At 26-years-old I was married with a son. I was a sound engineer, session musician, and my band was weeks away from signing a recording contract with a major record label for a lot of money. That was my life. And then I was put into a psychiatric hospital.
By the time I was released, three years later, my wife had left me, and my son was in foster care. I’d been diagnosed with paranoid schizophrenia and programmed to believe I’d never recover, that every time I had an episode it would take a piece of me away. I was a wreck.
I’d experienced neglect, abuse, and bullying in childhood and started hearing voices aged 8 when I was sent to live with my grandfather. I felt safe and loved with grandad, but when I was 11, he became unwell and I had to move back home where the mistreatment continued.
Aged 29 I was unemployed and on psychiatric drugs to the extent that I couldn’t think or feel. All but one of my friends had deserted me because I’d gone from being someone who liked a laugh and a joke, to someone talking about devils and demons with lots of paranoia about the police. Not many people knew how to deal with that. I thought this is it, I’m going to spend the rest of my days in a bedsit on medication and nobody’s ever going to look at me in a romantic way again. That’s what made me want to end my life.
Things started to change when I met a social worker who said one of the most profound things I’d ever heard in the context of my life. He said, ‘There’s nothing wrong with you, there’s absolutely nothing wrong with you. Given the things you’ve experienced, the fact that you hear voices, that you have these fears, is normal.’
A lot of people had given up on me, including the medical professionals advising my social worker not to bother with me because I was too far gone. But he helped me understand that I could have a life away from a mental health diagnosis. While others were saying, don’t try to work or study because it will create a lot of stress, he was saying, if you work or study I can help you through the stress. So, he was taking a very different approach.
When I decided that I wanted to study he put things in place for me. For example, I found it very difficult to go into exams and so the Open University agreed to let me take exams at home and sent two invigilators to my house to help.
I graduated after six years and went into voluntary work, did a Master’s, and then went from part-time work into full-time work. I worked as a lecturer for 10 years with Sheffield Health and Social Care recovery education unit until the funding was cut. I now work in the education and training department, creating learning packages and supporting staff with their technology needs.

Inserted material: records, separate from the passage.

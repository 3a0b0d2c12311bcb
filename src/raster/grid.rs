//! Rectangular pixel grids.

use serde::{Deserialize, Serialize};
use std::fmt;

use super::color::Color;
use crate::error::KvadratError;

/// A pixel position as `(column, row)`.
///
/// Ordering is column-major (x first, then y), which keeps coordinate sets
/// deterministic when iterated.
#[derive(Clone, Copy, PartialEq, Eq, PartialOrd, Ord, Hash, Serialize, Deserialize)]
pub struct Coordinate {
    pub x: u32,
    pub y: u32,
}

impl Coordinate {
    /// Creates a new coordinate.
    #[inline]
    pub fn new(x: u32, y: u32) -> Self {
        Self { x, y }
    }
}

impl fmt::Debug for Coordinate {
    fn fmt(&self, f: &mut fmt::Formatter<'_>) -> fmt::Result {
        write!(f, "({}, {})", self.x, self.y)
    }
}

/// A validated, rectangular grid of colors stored row-major.
///
/// Construction enforces the grid invariants (equal row lengths, four
/// channels per pixel) so that nothing downstream has to re-check them.
#[derive(Clone, Debug, Default, PartialEq, Eq)]
pub struct PixelGrid {
    width: u32,
    height: u32,
    pixels: Vec<Color>,
}

impl PixelGrid {
    /// Creates a grid with no rows.
    pub fn empty() -> Self {
        Self::default()
    }

    /// Builds a grid from rows of colors.
    ///
    /// # Errors
    /// Returns a validation error if the rows have different lengths.
    pub fn from_rows(rows: &[Vec<Color>]) -> Result<Self, KvadratError> {
        let width = rows.first().map(Vec::len).unwrap_or(0);
        if let Some((index, row)) = rows.iter().enumerate().find(|(_, r)| r.len() != width) {
            return Err(KvadratError::validation(format!(
                "row {} has {} pixels, expected {}",
                index,
                row.len(),
                width
            )));
        }

        let width = dimension(width, "width")?;
        let height = dimension(rows.len(), "height")?;
        let pixels = rows.iter().flatten().copied().collect();
        Ok(Self {
            width,
            height,
            pixels,
        })
    }

    /// Builds a grid from rows of raw channel slices.
    ///
    /// # Errors
    /// Returns a validation error if the rows are ragged or any pixel does
    /// not carry exactly four channels.
    pub fn from_channel_rows(rows: &[Vec<Vec<u8>>]) -> Result<Self, KvadratError> {
        let mut colors = Vec::with_capacity(rows.len());
        for (y, row) in rows.iter().enumerate() {
            let mut colored = Vec::with_capacity(row.len());
            for (x, channels) in row.iter().enumerate() {
                let color = Color::from_channels(channels).ok_or_else(|| {
                    KvadratError::validation(format!(
                        "pixel ({}, {}) has {} channels, expected 4",
                        x,
                        y,
                        channels.len()
                    ))
                })?;
                colored.push(color);
            }
            colors.push(colored);
        }
        Self::from_rows(&colors)
    }

    /// Builds a grid from a decoded RGBA image.
    pub fn from_rgba_image(image: &image::RgbaImage) -> Self {
        let pixels = image
            .pixels()
            .map(|p| Color::new(p[0], p[1], p[2], p[3]))
            .collect();
        Self {
            width: image.width(),
            height: image.height(),
            pixels,
        }
    }

    /// Returns the number of columns.
    #[inline]
    pub fn width(&self) -> u32 {
        self.width
    }

    /// Returns the number of rows.
    #[inline]
    pub fn height(&self) -> u32 {
        self.height
    }

    /// Returns the total number of pixels.
    #[inline]
    pub fn len(&self) -> usize {
        self.pixels.len()
    }

    /// Returns true if the grid holds no pixels.
    #[inline]
    pub fn is_empty(&self) -> bool {
        self.pixels.is_empty()
    }

    /// Iterates over every pixel with its coordinate, row by row.
    pub fn iter(&self) -> impl Iterator<Item = (Coordinate, Color)> + '_ {
        let width = self.width.max(1);
        self.pixels.iter().enumerate().map(move |(index, color)| {
            let x = index as u32 % width;
            let y = index as u32 / width;
            (Coordinate::new(x, y), *color)
        })
    }
}

fn dimension(value: usize, name: &str) -> Result<u32, KvadratError> {
    u32::try_from(value)
        .map_err(|_| KvadratError::validation(format!("grid {} {} does not fit in u32", name, value)))
}

#[cfg(test)]
mod tests {
    use super::*;

    const RED: Color = Color::opaque(255, 0, 0);
    const BLUE: Color = Color::opaque(0, 0, 255);

    fn colors(grid: &PixelGrid) -> Vec<Color> {
        grid.iter().map(|(_, color)| color).collect()
    }

    #[test]
    fn from_rows_keeps_dimensions() {
        let grid = PixelGrid::from_rows(&[vec![RED, BLUE, RED], vec![BLUE, RED, BLUE]])
            .expect("rectangular grid");
        assert_eq!(grid.width(), 3);
        assert_eq!(grid.height(), 2);
        assert_eq!(grid.len(), 6);
        assert_eq!(colors(&grid), vec![RED, BLUE, RED, BLUE, RED, BLUE]);
    }

    #[test]
    fn ragged_rows_are_rejected() {
        let err = PixelGrid::from_rows(&[vec![RED, BLUE], vec![RED]]).unwrap_err();
        assert!(matches!(err, KvadratError::Validation { .. }));
        assert!(err.to_string().contains("row 1"));
    }

    #[test]
    fn wrong_channel_count_is_rejected() {
        let rows = vec![vec![vec![1, 2, 3, 4], vec![1, 2, 3]]];
        let err = PixelGrid::from_channel_rows(&rows).unwrap_err();
        assert!(matches!(err, KvadratError::Validation { .. }));
        assert!(err.to_string().contains("3 channels"));
    }

    #[test]
    fn empty_rows_make_an_empty_grid() {
        let grid = PixelGrid::from_rows(&[]).expect("empty grid");
        assert!(grid.is_empty());
        assert_eq!(grid.width(), 0);
        assert_eq!(grid.height(), 0);
        assert_eq!(grid.iter().count(), 0);
    }

    #[test]
    fn iter_visits_rows_in_order() {
        let grid = PixelGrid::from_rows(&[vec![RED, BLUE], vec![BLUE, RED]]).unwrap();
        let coords: Vec<_> = grid.iter().map(|(c, _)| (c.x, c.y)).collect();
        assert_eq!(coords, vec![(0, 0), (1, 0), (0, 1), (1, 1)]);
    }

    #[test]
    fn from_rgba_image_reads_every_channel() {
        let mut image = image::RgbaImage::new(2, 1);
        image.put_pixel(1, 0, image::Rgba([1, 2, 3, 4]));
        let grid = PixelGrid::from_rgba_image(&image);
        assert_eq!(
            colors(&grid),
            vec![Color::new(0, 0, 0, 0), Color::new(1, 2, 3, 4)]
        );
    }
}
#![allow(dead_code)]

use std::collections::{BTreeMap, BTreeSet};

use kvadrat::raster::{Color, Coordinate};
use kvadrat::{Document, Element};
use proptest::prelude::*;
use proptest::strategy::BoxedStrategy;
use proptest::test_runner::{Config as ProptestConfig, FileFailurePersistence};

pub const EPS_AREA: f64 = 1e-6;

pub fn proptest_config() -> ProptestConfig {
    let cases = std::env::var("PROPTEST_CASES")
        .ok()
        .and_then(|v| v.parse::<u32>().ok())
        .unwrap_or(64);

    let mut config = ProptestConfig::with_failure_persistence(FileFailurePersistence::WithSource(
        "proptest-regressions",
    ));
    config.cases = cases;
    config.max_shrink_iters = 1024;
    config
}

/// A fixed palette: index 0 is transparent, the rest opaque and distinct.
pub fn palette(size: usize) -> Vec<Color> {
    (0..size)
        .map(|i| match i {
            0 => Color::new(0, 0, 0, 0),
            _ => Color::opaque((i * 67 % 256) as u8, (i * 131 % 256) as u8, (i * 29 % 256) as u8),
        })
        .collect()
}

/// Rectangular rows of colors drawn from a palette of `max_colors`.
///
/// Small palettes on small grids produce plenty of corner-touching and
/// enclosed pixels.
pub fn arb_rows(max_width: usize, max_height: usize, max_colors: usize) -> BoxedStrategy<Vec<Vec<Color>>> {
    assert!(max_colors > 0, "max_colors must be > 0");

    (1usize..=max_width, 1usize..=max_height, 1usize..=max_colors)
        .prop_flat_map(|(width, height, colors)| {
            let palette = palette(colors);
            proptest::collection::vec(
                proptest::collection::vec(0usize..colors, width..=width),
                height..=height,
            )
            .prop_map(move |indices| {
                indices
                    .into_iter()
                    .map(|row| row.into_iter().map(|i| palette[i]).collect())
                    .collect()
            })
        })
        .boxed()
}

/// A non-empty set of pixels inside a `size` x `size` box.
pub fn arb_pixels(size: u32, max_pixels: usize) -> BoxedStrategy<BTreeSet<Coordinate>> {
    proptest::collection::btree_set((0..size, 0..size), 1..=max_pixels)
        .prop_map(|coords| coords.into_iter().map(|(x, y)| Coordinate::new(x, y)).collect())
        .boxed()
}

/// Pixel count per color in the source rows.
pub fn pixel_counts(rows: &[Vec<Color>]) -> BTreeMap<Color, usize> {
    let mut counts = BTreeMap::new();
    for color in rows.iter().flatten() {
        *counts.entry(*color).or_insert(0) += 1;
    }
    counts
}

/// Area emitted per fill value.
pub fn area_by_fill(document: &Document) -> Result<BTreeMap<String, f64>, String> {
    let mut areas = BTreeMap::new();
    for element in document.children() {
        let fill = element
            .attributes()
            .get("fill")
            .ok_or_else(|| format!("top-level {} without fill", element.tag_name()))?;
        if areas.insert(fill.clone(), element.area()).is_some() {
            return Err(format!("fill {} used by more than one element", fill));
        }
    }
    Ok(areas)
}

/// Counts every leaf shape in the tree.
pub fn shape_count(element: &Element) -> usize {
    match element {
        Element::Group(group) => group.children.iter().map(shape_count).sum(),
        _ => 1,
    }
}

Nine months after being discharged from hospital, I also had a massive piece of luck. I met the most incredible woman I’d ever met in my life, and we’ve been happily married for 24 years. She made me realise that I’d still got a lot to offer and with her support I went to court and won custody of my son.
People get themselves to rock bottom and it’s like a spiral, one thing leads to another. I’ve come to realise that that can also happen in reverse. One little thing can lead to another little thing and another little thing. People believing in me and seeing beyond my diagnosis was the starting point.
One of the things that surprises a lot of people is that around 10% of the population will hear voices at some point in their lives. But once it’s medicalised it becomes a problem, a symptom, and we have to get rid of it.
I work extensively, all over the world, in places such as Australia, America and Greece, helping people who hear voices to understand them in a non-medical context, and using my own experience to show how the voices can be managed.
For example, I hear one very funny voice that makes me laugh. I could be talking to a room full of people and he’ll be trying to make me laugh. But just occasionally that voice will change and become very negative, saying you’re useless, worthless, things like that. When you’re hearing that all day, you can imagine how bad you feel about yourself. In the past I’d isolate myself and the voice would become more intense.
Over time, I’ve noticed that the voice becomes critical when I’m under stress. It’s saying, You’re doing too much work. You know that pile of bills that you’re ignoring, they’re not going to pay themselves. If I step back and take a few days off, the voice starts making me laugh again. So, it’s about understanding the context, including the role of stress and trauma, and learning to manage that.
I can’t point to one thing that’s helped me; it’s a collection of things that build up over time and it’s a slow process, but people pushing me a bit beyond my comfort level and being there to catch me when I fall (which everybody does) has been vital.
When I was in hospital, I had a support worker. She could be a bit stern, but she knew exactly when to put an arm around you and when to give you a kick up the backside. There was a time when I’d pretty much given up. I’d walk around the hospital staring at the floor and wouldn’t make eye contact with anyone. She’d say to me, ‘In the years to come I’m going to bump into you in the city centre and you’re going to be walking with your head held high looking straight ahead.’ And I said, ‘No, that’s never going to happen.’ I bump into her quite a lot in the city centre now, and she was right: my head is held high and I’m looking ahead.